Saturation des sols sous un ouvrage d’infiltration
Deux phénomènes sont supposés avoir engendré la majeure partie des désordres des cas concernant les karsts sous-couverture :
- la « desquamation » qui opère par des micro-ruptures mécaniques de la voûte d’une cavité liées au poids de l’eau (pression interstitielle) (Tharp,1999&2002)
- le soutirage/suffosion qui consiste en une érosion interne des particules causée par l’écoulement d’eau (processus actif lorsque la vitesse d’écoulement de l’eau est supérieure à la résistance critique au cisaillement) (Jiang et al.,2015).
Le soutirage/suffosion nécessite un milieu saturé alors que la desquamation peut se produire en milieu initialement saturé (baisse du niveau piézométrique ) ou non saturé (front de percolation).
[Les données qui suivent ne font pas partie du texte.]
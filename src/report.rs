use std::io::Write;

use serde::Deserialize;
use serde::Serialize;

use crate::exchange::ExchangeOutcome;
use crate::gather::GatherBuffer;
use crate::vectors::Value;

#[derive(Clone, Copy, Debug, Default, PartialEq, Eq, Serialize, Deserialize)]
#[serde(rename_all = "snake_case")]
pub enum ResultFormat {
    /// `proc <rank>: <max>`
    #[default]
    Rank,
    /// `Process [<coordinate>]: <max>`
    Coordinates,
}

fn format_list(values: impl Iterator<Item = Value>) -> String {
    let values: Vec<_> = values.map(|v| v.to_string()).collect();
    format!("[{}]", values.join(", "))
}

/// One line per contribution: `<rank> [<v0>, ..., <vn-1>]`.
pub fn write_rows(out: &mut impl Write, buffer: &GatherBuffer) -> std::io::Result<()> {
    for (rank, payload) in buffer.contributions() {
        writeln!(out, "{} {}", rank, format_list(payload.iter().copied()))?;
    }
    Ok(())
}

/// Contributions are the columns: first a line with the rank tags,
/// then the i-th entry of every column on line i.
pub fn write_cols(out: &mut impl Write, buffer: &GatherBuffer) -> std::io::Result<()> {
    let header: String = buffer.rank_tags().map(|tag| format!(" {} ", tag)).collect();
    writeln!(out, "{}", header)?;
    let columns: Vec<_> = buffer.contributions().map(|(_, col)| col).collect();
    let num_entries = columns.first().map(|col| col.len()).unwrap_or(0);
    for i in 0..num_entries {
        writeln!(out, "{}", format_list(columns.iter().map(|col| col[i])))?;
    }
    Ok(())
}

pub fn write_matrices(
    out: &mut impl Write,
    a_rows: &GatherBuffer,
    b_cols: &GatherBuffer,
) -> std::io::Result<()> {
    writeln!(out, "Matrix A")?;
    write_rows(out, a_rows)?;
    writeln!(out, "Matrix B")?;
    write_cols(out, b_cols)
}

pub fn format_result(outcome: &ExchangeOutcome, format: ResultFormat) -> String {
    match format {
        ResultFormat::Rank => format!("proc {}: {}", outcome.coordinate, outcome.maximum),
        ResultFormat::Coordinates => {
            format!("Process [{}]: {}", outcome.coordinate, outcome.maximum)
        }
    }
}
//! Bucket metadata extraction from DDSS journal keys.
//!
//! DDSS archives every Splunk bucket under a key of the form
//!
//! ```text
//! [prefix/]<index>/db_<latestEpoch>_<earliestEpoch>_<id>[_<guid>]/rawdata/journal.zst
//! ```
//!
//! so the index and the bucket time range can be read straight off the key
//! without fetching the object.

use chrono::{Local, TimeZone};
use ddss_error::{DdssError, Result};
use serde::{Deserialize, Serialize};

/// Number of trailing characters (`/rawdata/journal.zst`) dropped to form the bucket path.
pub const BUCKET_PATH_TRIM: usize = 20;

const ISO8601_FORMAT: &str = "%Y-%m-%dT%H:%M:%S";

/// Metadata of one Splunk bucket, derived from its journal key.
#[derive(Debug, Clone, PartialEq, Eq, Serialize, Deserialize)]
pub struct BucketMetadata {
    /// Earliest event time in the bucket, epoch seconds as found in the key
    #[serde(rename = "splunkBucketEarliestTimestampEpoch")]
    pub earliest_epoch: String,

    /// Earliest event time as an ISO 8601 local timestamp
    #[serde(rename = "splunkBucketEarliestTimestamp")]
    pub earliest_timestamp: String,

    /// Latest event time in the bucket, epoch seconds as found in the key
    #[serde(rename = "splunkBucketLatestTimestampEpoch")]
    pub latest_epoch: String,

    /// Latest event time as an ISO 8601 local timestamp
    #[serde(rename = "splunkBucketLatestTimestamp")]
    pub latest_timestamp: String,

    /// Splunk index the bucket belongs to
    #[serde(rename = "splunkBucketIndex")]
    pub index: String,

    /// Key of the bucket directory
    #[serde(rename = "splunkBucketPath")]
    pub bucket_path: String,

    /// S3 bucket holding the archive
    #[serde(rename = "s3BucketName")]
    pub s3_bucket: String,
}

impl BucketMetadata {
    /// Parse a journal key, rendering timestamps in the host's local time zone.
    pub fn from_key(key: &str, s3_bucket: &str) -> Result<Self> {
        Self::from_key_in(key, s3_bucket, &Local)
    }

    /// Parse a journal key, rendering timestamps in the given time zone.
    ///
    /// # Errors
    ///
    /// Returns [`DdssError::MalformedKey`] if the key has fewer than four
    /// path segments, the bucket directory has fewer than three `_` parts,
    /// either epoch is not an integer in the representable range, or the
    /// key is too short to drop the trailing `/rawdata/journal.zst`.
    pub fn from_key_in<Tz: TimeZone>(key: &str, s3_bucket: &str, tz: &Tz) -> Result<Self> {
        let segments: Vec<&str> = key.split('/').collect();
        if segments.len() < 4 {
            return Err(DdssError::malformed(
                key,
                format!(
                    "expected at least 4 path segments, found {}",
                    segments.len()
                ),
            ));
        }

        let bucket_dir = segments[segments.len() - 3];
        let index = segments[segments.len() - 4];

        let parts: Vec<&str> = bucket_dir.split('_').collect();
        if parts.len() < 3 {
            return Err(DdssError::malformed(
                key,
                format!("bucket directory '{bucket_dir}' has fewer than 3 '_' parts"),
            ));
        }

        let latest_epoch = parts[1];
        let earliest_epoch = parts[2];

        let earliest_timestamp = epoch_to_iso8601(key, earliest_epoch, tz)?;
        let latest_timestamp = epoch_to_iso8601(key, latest_epoch, tz)?;

        let bucket_path = key
            .char_indices()
            .rev()
            .nth(BUCKET_PATH_TRIM - 1)
            .map(|(end, _)| &key[..end])
            .ok_or_else(|| {
                DdssError::malformed(
                    key,
                    format!("key too short to drop the trailing {BUCKET_PATH_TRIM} characters"),
                )
            })?;

        Ok(Self {
            earliest_epoch: earliest_epoch.to_string(),
            earliest_timestamp,
            latest_epoch: latest_epoch.to_string(),
            latest_timestamp,
            index: index.to_string(),
            bucket_path: bucket_path.to_string(),
            s3_bucket: s3_bucket.to_string(),
        })
    }
}

fn epoch_to_iso8601<Tz: TimeZone>(key: &str, epoch: &str, tz: &Tz) -> Result<String> {
    let secs: i64 = epoch
        .parse()
        .map_err(|_| DdssError::malformed(key, format!("epoch '{epoch}' is not an integer")))?;

    let datetime = tz
        .timestamp_opt(secs, 0)
        .single()
        .ok_or_else(|| DdssError::malformed(key, format!("epoch {secs} is out of range")))?;

    Ok(datetime.naive_local().format(ISO8601_FORMAT).to_string())
}
//! Common utilities for integration tests.
//!
//! This module provides shared test infrastructure for LocalStack-based
//! integration testing, including client setup and DDSS key generation.

pub mod localstack;

pub use localstack::{LocalStackTestContext, ddss_journal_key};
Une série de modélisations a été réalisée pour tester la dynamique de saturation d’un milieu initialement non saturé et pour obtenir l’évolution du profil des gradients de pression interstitielle au cours de la saturation du milieu.Le logiciel MARTHE, développé au BRGM, a été utilisé. Ce code est un logiciel de calcul d’écoulement en milieu poreux (en aquifère ) basé sur la méthode des volumes finis (maillage du domaine). Le cadre introduit correspond à une formation poreuse homogène (couverture du karst, porosité efficace de 20 %), relativement peu perméable (3x10-6m.s-1) d’une épaisseur non saturée initiale de 16 m (profondeur de la nappe à16 m) au sommet de laquelle un aménagement est introduit (bassin ou infiltration concentrée). Les configurations simulées comprennent deux conditions aux limites (charge imposée pour représenter le cas d’un bassin et flux imposé pour le cas d’une fuite de canalisation ou l’infiltration d’un fossé ou d’un puisard) et plusieurs géométries (épaisseur couverture, dimension aménagements) et paramètres hydrodynamiques (perméabilité et porosité de la couverture). Deux séries de résultats sont présentées ci-dessous à titre d’exemple.
- Evolution des teneurs en eau à quatre temps successifs : (a)bassin de rétentionet (b) fuite en surface ; les conditions saturées sont représentées en rose (100 % de saturation)
Pour les deux scénarios, les gradients de pression interstitielle sont les plus marqués au droit du front de percolation. Ces conditions sont favorables au processus de desquamation comme déjà indiqué par Tharp (1999).
Les scénarios avec un bassin de rétention montrent qu’un régime saturé est atteint selon une durée variable (1 à 58 jours) après la mise en eau du bassin en fonction de la configuration. La perméabilité des terrains a le plus fort contrôle sur cette durée. Après saturation, le processus de soutirage/suffosion peut alors se mettre en place. Au contraire, les scénarios de fuite d’une canalisation ou de puisard en surface montrent que pour des débits modestes (< 1 L.s-1), la saturation n’est pas atteinte et qu’un régime pseudo-permanent s’établit en condition non saturée. Le processus de soutirage/suffosion ne semble donc pas pouvoir être évoqué (sauf forts débits).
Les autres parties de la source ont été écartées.